Exercise
Check each line of the listing for the word "flush" and give only the number of lines that have it.
################
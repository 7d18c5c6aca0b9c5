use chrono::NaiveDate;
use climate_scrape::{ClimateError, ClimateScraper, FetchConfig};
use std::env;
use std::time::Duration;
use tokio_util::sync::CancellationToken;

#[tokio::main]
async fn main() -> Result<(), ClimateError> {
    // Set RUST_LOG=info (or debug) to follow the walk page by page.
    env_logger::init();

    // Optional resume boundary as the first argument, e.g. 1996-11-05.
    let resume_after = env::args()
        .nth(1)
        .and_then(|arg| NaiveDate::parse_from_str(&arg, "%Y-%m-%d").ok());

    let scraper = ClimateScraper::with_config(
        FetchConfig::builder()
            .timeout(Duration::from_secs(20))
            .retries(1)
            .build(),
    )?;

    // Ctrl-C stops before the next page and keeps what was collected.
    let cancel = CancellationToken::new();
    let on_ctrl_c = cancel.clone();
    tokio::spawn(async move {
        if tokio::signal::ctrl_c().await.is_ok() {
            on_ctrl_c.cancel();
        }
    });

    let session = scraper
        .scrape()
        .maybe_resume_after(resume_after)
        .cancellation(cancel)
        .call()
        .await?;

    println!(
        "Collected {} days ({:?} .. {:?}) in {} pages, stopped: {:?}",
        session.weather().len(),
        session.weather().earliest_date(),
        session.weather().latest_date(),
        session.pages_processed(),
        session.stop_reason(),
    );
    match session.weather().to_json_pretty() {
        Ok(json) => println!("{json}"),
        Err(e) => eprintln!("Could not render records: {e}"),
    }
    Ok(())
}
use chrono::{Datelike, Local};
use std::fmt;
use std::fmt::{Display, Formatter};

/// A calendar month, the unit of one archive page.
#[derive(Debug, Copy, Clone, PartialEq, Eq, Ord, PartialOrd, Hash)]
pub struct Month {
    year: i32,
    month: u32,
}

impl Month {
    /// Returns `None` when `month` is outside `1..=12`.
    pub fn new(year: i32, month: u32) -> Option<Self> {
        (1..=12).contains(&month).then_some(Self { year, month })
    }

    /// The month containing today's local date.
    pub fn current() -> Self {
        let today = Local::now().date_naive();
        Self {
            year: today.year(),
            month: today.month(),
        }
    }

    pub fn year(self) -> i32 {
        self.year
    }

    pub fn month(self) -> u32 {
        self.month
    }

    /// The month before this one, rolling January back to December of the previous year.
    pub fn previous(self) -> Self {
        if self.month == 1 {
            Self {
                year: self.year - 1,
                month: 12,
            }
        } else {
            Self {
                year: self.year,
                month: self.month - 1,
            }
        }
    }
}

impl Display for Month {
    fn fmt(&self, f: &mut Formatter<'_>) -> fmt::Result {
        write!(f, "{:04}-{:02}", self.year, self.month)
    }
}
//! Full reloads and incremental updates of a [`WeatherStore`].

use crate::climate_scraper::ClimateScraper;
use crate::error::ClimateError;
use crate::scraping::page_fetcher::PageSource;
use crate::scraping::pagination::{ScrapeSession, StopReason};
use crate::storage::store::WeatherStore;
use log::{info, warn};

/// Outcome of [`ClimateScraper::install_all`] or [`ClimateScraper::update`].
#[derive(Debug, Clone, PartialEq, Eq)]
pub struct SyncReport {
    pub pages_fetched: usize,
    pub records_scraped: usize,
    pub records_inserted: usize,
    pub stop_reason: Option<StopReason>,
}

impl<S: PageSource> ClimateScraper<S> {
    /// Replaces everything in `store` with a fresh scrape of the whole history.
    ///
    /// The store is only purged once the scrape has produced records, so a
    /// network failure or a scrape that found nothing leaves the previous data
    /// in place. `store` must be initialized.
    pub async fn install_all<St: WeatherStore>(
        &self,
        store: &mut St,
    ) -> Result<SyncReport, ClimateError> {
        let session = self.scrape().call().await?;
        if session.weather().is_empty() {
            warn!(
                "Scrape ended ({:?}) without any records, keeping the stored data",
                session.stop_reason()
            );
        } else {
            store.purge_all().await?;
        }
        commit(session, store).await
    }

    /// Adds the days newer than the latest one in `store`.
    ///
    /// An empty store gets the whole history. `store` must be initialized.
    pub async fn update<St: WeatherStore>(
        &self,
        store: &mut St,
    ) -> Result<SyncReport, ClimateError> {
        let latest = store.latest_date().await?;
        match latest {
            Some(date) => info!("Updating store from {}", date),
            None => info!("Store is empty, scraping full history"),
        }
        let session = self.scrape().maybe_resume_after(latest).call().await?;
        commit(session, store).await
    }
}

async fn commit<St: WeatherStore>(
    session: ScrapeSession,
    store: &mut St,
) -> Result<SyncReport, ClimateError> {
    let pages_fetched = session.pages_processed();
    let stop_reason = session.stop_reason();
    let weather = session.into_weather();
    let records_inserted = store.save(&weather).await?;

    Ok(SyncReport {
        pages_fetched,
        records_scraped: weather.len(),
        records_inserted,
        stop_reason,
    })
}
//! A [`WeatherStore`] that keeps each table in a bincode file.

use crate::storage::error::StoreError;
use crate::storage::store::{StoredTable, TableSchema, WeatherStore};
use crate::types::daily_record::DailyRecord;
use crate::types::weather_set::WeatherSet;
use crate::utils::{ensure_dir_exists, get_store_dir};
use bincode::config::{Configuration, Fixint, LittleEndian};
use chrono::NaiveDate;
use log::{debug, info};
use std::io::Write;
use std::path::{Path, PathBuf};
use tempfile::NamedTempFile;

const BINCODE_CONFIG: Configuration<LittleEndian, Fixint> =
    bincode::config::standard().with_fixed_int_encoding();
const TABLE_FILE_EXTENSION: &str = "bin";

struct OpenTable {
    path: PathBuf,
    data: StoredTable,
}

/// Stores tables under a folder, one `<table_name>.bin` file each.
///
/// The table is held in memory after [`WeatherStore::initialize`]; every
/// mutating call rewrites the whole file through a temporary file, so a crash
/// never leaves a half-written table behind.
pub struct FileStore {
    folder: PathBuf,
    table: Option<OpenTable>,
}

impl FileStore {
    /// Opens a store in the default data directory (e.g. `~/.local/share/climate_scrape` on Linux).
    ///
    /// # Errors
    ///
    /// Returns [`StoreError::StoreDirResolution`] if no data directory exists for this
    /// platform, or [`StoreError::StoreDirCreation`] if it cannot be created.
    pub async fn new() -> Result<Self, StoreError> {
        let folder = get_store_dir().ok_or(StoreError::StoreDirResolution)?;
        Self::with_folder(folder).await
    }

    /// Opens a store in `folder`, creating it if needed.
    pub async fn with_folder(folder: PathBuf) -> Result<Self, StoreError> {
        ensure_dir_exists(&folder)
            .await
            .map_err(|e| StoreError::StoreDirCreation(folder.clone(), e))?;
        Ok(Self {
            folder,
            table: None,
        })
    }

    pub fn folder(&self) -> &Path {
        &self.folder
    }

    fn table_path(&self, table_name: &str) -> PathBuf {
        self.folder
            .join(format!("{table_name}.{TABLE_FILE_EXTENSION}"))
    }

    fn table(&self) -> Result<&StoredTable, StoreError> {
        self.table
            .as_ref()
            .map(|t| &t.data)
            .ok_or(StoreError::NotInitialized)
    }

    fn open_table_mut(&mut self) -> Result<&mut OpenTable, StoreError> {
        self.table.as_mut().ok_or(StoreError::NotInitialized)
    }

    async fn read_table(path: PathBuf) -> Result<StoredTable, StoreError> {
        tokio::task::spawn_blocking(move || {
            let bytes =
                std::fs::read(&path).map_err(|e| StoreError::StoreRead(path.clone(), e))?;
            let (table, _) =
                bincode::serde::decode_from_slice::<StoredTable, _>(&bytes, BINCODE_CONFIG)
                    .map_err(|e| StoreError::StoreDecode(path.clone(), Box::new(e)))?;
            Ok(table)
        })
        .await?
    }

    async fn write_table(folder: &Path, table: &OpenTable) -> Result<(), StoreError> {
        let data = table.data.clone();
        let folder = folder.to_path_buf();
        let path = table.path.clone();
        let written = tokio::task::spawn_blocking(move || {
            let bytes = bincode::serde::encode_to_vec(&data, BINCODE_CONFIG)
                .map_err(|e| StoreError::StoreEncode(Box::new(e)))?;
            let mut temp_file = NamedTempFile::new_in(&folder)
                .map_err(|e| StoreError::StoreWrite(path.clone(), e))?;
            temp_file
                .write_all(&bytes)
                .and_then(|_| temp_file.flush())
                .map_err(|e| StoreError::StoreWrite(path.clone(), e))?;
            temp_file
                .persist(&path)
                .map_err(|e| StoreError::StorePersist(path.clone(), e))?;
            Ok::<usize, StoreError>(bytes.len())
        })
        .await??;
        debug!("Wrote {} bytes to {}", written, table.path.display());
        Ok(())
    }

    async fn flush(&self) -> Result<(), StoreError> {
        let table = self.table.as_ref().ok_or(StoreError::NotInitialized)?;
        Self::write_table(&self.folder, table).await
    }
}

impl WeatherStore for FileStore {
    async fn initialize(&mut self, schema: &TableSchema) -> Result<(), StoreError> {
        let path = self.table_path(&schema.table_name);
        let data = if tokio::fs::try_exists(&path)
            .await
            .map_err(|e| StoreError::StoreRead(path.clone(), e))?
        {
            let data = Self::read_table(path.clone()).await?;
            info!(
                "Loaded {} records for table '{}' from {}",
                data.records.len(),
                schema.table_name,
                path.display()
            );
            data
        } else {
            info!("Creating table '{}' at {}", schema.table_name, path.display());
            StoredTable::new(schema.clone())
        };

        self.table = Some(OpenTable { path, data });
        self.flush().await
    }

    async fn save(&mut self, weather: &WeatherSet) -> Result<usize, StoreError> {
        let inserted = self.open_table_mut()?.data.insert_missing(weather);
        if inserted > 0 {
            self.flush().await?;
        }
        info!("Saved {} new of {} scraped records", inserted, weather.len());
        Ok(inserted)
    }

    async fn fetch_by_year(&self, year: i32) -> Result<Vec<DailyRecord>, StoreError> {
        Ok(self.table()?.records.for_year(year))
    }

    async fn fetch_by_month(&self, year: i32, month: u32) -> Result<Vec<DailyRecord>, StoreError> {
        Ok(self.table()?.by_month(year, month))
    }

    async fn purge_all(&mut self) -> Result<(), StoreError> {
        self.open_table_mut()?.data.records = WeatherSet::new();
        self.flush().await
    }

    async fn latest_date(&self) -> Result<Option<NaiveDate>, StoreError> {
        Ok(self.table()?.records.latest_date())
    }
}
################
Your solution
5